### Activity
In the data that follows, every line containing the word "usize" should be returned.

[Stored data]
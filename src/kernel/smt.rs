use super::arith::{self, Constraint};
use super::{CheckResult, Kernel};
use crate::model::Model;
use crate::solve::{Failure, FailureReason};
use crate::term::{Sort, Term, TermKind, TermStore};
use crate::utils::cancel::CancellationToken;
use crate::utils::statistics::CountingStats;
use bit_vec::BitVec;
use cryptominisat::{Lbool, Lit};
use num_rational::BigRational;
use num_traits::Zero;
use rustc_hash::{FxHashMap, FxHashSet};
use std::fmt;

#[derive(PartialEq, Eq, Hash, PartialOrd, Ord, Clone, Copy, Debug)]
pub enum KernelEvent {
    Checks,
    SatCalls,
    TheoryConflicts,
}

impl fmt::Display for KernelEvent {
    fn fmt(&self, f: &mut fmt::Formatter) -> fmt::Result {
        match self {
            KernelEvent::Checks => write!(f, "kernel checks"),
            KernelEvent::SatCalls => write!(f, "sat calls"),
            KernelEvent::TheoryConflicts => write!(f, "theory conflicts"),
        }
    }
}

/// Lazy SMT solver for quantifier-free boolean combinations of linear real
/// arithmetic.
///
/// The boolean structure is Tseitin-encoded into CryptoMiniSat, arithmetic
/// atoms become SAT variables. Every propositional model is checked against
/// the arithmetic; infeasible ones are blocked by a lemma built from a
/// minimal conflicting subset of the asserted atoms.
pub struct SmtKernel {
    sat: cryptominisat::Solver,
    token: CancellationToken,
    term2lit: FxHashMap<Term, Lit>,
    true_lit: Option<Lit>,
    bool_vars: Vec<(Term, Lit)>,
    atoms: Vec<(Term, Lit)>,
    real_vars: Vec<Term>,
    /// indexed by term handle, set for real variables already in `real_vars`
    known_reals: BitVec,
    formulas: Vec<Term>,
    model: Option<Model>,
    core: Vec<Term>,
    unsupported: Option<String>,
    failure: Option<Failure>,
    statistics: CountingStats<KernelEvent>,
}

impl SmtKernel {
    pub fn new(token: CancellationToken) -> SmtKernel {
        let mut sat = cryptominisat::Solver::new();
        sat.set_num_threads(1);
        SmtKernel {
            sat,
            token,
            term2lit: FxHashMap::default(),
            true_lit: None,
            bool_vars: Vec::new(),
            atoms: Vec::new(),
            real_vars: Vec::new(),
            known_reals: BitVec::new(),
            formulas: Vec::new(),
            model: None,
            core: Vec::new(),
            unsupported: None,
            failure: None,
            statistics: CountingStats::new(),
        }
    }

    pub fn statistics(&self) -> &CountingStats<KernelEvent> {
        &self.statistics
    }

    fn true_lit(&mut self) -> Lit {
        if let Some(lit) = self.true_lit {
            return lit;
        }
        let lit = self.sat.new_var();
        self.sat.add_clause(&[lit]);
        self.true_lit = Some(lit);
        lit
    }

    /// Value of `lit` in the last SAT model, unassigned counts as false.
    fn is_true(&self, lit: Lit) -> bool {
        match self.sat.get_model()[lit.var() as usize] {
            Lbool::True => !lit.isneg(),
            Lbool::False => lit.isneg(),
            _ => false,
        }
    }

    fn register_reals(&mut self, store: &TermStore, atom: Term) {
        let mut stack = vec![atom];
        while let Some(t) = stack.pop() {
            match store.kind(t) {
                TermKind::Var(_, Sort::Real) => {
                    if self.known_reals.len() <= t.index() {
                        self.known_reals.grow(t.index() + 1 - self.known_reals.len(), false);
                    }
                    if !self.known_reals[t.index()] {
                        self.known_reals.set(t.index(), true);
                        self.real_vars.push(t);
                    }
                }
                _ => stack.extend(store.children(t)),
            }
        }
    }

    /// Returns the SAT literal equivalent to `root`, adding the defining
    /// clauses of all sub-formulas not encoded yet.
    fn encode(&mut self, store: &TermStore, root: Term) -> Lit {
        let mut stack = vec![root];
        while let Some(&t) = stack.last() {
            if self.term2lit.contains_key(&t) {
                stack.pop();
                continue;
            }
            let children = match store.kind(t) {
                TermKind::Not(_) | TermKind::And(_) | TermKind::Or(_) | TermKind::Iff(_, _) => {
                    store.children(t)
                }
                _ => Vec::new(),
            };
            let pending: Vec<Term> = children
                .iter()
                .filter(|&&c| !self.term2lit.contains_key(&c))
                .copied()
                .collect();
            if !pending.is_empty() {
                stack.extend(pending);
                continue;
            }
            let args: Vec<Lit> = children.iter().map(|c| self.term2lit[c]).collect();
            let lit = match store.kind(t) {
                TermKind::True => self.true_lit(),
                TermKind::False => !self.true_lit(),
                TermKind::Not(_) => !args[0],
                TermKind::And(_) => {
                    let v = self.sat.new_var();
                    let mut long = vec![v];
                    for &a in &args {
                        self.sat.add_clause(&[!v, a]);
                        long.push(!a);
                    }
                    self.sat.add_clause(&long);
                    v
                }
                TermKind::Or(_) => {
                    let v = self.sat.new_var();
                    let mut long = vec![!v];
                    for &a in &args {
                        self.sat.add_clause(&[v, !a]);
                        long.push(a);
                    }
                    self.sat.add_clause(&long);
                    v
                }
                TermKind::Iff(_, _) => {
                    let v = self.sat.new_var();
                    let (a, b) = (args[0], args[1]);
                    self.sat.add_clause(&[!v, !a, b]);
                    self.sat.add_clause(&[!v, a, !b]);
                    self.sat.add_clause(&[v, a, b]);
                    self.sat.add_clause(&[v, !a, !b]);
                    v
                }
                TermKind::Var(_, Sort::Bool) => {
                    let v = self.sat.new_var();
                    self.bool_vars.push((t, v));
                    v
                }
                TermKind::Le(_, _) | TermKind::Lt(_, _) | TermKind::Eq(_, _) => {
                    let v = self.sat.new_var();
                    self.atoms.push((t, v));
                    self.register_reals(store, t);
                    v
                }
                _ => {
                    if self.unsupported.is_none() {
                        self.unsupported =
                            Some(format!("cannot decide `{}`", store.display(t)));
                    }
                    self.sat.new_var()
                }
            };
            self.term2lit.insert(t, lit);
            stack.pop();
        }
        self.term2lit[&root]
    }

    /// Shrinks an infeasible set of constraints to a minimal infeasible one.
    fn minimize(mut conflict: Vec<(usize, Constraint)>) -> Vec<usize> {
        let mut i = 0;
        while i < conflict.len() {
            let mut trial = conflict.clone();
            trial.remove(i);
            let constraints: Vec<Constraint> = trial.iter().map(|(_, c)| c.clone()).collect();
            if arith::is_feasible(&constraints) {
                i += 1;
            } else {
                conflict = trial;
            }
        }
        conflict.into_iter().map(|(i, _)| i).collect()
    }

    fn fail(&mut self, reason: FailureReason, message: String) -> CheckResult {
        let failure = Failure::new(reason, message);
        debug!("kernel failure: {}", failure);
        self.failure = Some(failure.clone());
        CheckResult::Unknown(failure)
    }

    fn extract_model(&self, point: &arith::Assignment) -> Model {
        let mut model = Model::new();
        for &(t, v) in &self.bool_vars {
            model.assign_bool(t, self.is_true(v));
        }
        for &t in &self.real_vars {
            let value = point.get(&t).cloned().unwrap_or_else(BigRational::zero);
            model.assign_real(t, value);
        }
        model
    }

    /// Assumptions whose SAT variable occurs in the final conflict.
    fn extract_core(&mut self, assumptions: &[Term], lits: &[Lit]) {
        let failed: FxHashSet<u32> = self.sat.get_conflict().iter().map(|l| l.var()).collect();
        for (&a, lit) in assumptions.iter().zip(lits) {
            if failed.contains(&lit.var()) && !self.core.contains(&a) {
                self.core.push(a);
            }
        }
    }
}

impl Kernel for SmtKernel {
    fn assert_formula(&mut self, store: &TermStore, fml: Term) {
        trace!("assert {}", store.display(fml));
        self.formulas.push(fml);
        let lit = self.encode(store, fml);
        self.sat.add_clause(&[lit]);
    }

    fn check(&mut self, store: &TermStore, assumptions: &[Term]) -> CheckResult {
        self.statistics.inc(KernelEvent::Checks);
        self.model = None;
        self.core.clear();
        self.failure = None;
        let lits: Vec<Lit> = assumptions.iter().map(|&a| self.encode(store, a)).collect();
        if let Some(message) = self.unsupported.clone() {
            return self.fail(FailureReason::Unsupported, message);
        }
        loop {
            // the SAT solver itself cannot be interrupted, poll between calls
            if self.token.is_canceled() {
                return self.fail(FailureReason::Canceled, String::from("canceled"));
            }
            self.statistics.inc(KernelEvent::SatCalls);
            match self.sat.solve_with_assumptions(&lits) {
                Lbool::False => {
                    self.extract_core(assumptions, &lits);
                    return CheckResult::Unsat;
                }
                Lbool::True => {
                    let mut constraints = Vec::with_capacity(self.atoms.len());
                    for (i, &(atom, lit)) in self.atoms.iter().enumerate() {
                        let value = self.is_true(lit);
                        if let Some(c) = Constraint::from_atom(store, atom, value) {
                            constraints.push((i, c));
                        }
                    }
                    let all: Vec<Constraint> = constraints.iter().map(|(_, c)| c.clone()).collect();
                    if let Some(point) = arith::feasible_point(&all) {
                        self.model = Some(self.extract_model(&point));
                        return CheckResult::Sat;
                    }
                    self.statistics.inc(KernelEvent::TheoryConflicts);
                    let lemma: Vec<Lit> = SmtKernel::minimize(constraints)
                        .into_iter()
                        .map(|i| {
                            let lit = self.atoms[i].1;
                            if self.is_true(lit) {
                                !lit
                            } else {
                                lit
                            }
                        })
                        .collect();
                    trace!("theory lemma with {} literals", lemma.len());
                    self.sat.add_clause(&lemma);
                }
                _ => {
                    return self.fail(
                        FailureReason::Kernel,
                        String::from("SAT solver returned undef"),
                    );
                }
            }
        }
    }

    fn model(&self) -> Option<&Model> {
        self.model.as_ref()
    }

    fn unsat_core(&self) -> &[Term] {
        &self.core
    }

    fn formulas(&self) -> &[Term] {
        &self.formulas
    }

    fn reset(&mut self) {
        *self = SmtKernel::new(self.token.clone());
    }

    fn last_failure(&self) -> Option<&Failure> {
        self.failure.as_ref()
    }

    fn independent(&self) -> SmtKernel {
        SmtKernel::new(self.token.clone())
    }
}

...

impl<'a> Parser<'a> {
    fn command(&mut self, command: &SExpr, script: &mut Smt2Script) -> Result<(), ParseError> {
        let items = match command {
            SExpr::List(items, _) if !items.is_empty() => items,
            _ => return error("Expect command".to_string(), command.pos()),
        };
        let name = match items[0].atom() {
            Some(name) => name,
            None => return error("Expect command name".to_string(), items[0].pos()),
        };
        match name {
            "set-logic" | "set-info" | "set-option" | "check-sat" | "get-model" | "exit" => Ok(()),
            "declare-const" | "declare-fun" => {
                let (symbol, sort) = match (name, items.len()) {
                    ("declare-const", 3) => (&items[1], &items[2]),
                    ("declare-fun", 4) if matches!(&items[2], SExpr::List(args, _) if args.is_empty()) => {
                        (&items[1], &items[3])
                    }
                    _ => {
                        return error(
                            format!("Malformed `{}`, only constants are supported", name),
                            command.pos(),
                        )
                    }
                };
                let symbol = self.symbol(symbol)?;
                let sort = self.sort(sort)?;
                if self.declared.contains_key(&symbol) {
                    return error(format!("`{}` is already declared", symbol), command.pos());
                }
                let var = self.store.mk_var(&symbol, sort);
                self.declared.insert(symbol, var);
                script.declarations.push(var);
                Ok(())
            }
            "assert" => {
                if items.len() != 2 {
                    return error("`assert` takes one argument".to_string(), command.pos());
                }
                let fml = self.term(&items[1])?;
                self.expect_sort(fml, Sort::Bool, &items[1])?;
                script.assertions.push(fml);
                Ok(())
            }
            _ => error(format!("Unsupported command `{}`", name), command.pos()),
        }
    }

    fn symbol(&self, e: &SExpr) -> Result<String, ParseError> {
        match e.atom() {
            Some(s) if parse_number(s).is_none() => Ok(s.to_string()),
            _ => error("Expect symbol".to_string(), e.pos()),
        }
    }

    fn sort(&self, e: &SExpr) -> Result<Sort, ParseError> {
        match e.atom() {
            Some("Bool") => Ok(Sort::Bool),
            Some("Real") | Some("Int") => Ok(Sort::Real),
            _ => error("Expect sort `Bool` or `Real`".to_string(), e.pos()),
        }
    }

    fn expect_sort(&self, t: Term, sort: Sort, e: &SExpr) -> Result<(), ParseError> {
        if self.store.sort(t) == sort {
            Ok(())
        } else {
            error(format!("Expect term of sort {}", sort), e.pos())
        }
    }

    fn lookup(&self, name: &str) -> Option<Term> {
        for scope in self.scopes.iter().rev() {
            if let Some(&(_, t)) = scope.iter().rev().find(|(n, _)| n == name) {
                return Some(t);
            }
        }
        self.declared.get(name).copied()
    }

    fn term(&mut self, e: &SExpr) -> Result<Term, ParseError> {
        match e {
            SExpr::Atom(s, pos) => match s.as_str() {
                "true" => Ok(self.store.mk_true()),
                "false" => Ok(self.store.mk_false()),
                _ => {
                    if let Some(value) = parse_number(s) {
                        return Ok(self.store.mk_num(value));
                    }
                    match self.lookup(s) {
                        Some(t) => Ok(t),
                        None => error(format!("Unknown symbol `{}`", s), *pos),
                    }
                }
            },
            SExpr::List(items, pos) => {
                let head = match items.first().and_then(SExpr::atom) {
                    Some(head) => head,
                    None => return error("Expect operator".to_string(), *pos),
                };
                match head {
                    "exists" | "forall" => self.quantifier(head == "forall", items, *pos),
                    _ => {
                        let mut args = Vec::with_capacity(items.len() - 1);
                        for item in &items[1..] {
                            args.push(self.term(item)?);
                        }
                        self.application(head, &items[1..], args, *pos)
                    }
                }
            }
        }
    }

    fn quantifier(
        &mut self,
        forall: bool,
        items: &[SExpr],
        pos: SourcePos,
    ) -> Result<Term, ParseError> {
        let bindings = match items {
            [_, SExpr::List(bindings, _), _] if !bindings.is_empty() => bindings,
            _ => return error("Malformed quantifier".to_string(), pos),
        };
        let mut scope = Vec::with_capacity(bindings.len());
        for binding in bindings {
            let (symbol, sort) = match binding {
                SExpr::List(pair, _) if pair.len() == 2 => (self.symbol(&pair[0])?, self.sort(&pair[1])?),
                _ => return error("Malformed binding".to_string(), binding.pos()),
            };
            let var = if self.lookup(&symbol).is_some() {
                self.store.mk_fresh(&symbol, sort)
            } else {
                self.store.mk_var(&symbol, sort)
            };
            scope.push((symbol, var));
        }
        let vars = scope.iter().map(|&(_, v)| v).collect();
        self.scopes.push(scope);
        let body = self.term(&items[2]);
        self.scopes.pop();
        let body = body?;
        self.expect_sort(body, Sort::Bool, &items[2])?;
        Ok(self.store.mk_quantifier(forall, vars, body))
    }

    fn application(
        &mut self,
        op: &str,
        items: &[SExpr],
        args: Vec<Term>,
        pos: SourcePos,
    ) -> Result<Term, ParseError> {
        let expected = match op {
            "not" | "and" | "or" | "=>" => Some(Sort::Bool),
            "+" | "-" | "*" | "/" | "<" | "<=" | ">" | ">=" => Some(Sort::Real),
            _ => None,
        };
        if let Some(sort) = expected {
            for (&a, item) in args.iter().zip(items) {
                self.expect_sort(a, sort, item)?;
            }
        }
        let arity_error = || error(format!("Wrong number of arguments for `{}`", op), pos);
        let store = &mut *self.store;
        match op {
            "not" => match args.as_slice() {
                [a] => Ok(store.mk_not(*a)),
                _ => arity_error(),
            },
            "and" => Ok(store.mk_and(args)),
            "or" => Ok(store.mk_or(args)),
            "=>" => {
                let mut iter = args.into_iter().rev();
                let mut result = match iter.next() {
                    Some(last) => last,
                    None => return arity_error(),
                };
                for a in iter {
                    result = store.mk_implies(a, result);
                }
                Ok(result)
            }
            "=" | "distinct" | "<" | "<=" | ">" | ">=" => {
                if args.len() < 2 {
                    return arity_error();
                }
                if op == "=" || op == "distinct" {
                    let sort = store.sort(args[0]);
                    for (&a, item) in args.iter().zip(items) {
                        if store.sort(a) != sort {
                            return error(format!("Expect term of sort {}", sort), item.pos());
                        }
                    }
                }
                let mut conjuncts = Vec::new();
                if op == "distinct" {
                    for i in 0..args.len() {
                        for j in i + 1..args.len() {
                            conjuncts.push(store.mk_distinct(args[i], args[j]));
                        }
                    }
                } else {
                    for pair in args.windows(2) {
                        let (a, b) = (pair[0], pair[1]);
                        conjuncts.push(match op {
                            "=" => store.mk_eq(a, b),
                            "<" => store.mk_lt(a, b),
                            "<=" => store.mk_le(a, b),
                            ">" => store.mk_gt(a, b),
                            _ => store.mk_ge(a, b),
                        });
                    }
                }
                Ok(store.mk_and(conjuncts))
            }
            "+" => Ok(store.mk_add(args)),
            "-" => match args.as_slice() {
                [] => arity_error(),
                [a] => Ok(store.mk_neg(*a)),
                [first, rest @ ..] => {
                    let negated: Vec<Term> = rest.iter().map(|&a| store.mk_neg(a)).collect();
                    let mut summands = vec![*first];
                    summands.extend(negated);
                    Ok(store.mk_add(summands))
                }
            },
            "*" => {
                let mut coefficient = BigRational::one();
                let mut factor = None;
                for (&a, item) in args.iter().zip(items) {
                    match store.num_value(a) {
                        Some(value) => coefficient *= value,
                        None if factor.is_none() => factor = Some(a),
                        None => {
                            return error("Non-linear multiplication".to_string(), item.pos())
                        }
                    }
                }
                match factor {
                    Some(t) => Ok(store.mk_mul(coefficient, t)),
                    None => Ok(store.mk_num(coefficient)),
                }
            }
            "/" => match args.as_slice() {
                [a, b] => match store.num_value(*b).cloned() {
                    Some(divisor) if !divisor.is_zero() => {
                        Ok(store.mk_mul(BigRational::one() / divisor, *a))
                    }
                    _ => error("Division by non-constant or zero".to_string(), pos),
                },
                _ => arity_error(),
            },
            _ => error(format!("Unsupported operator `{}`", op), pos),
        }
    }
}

### Task output
        match self.sat.get_model()[lit.var() as usize] {
    fn minimize(mut conflict: Vec<(usize, Constraint)>) -> Vec<usize> {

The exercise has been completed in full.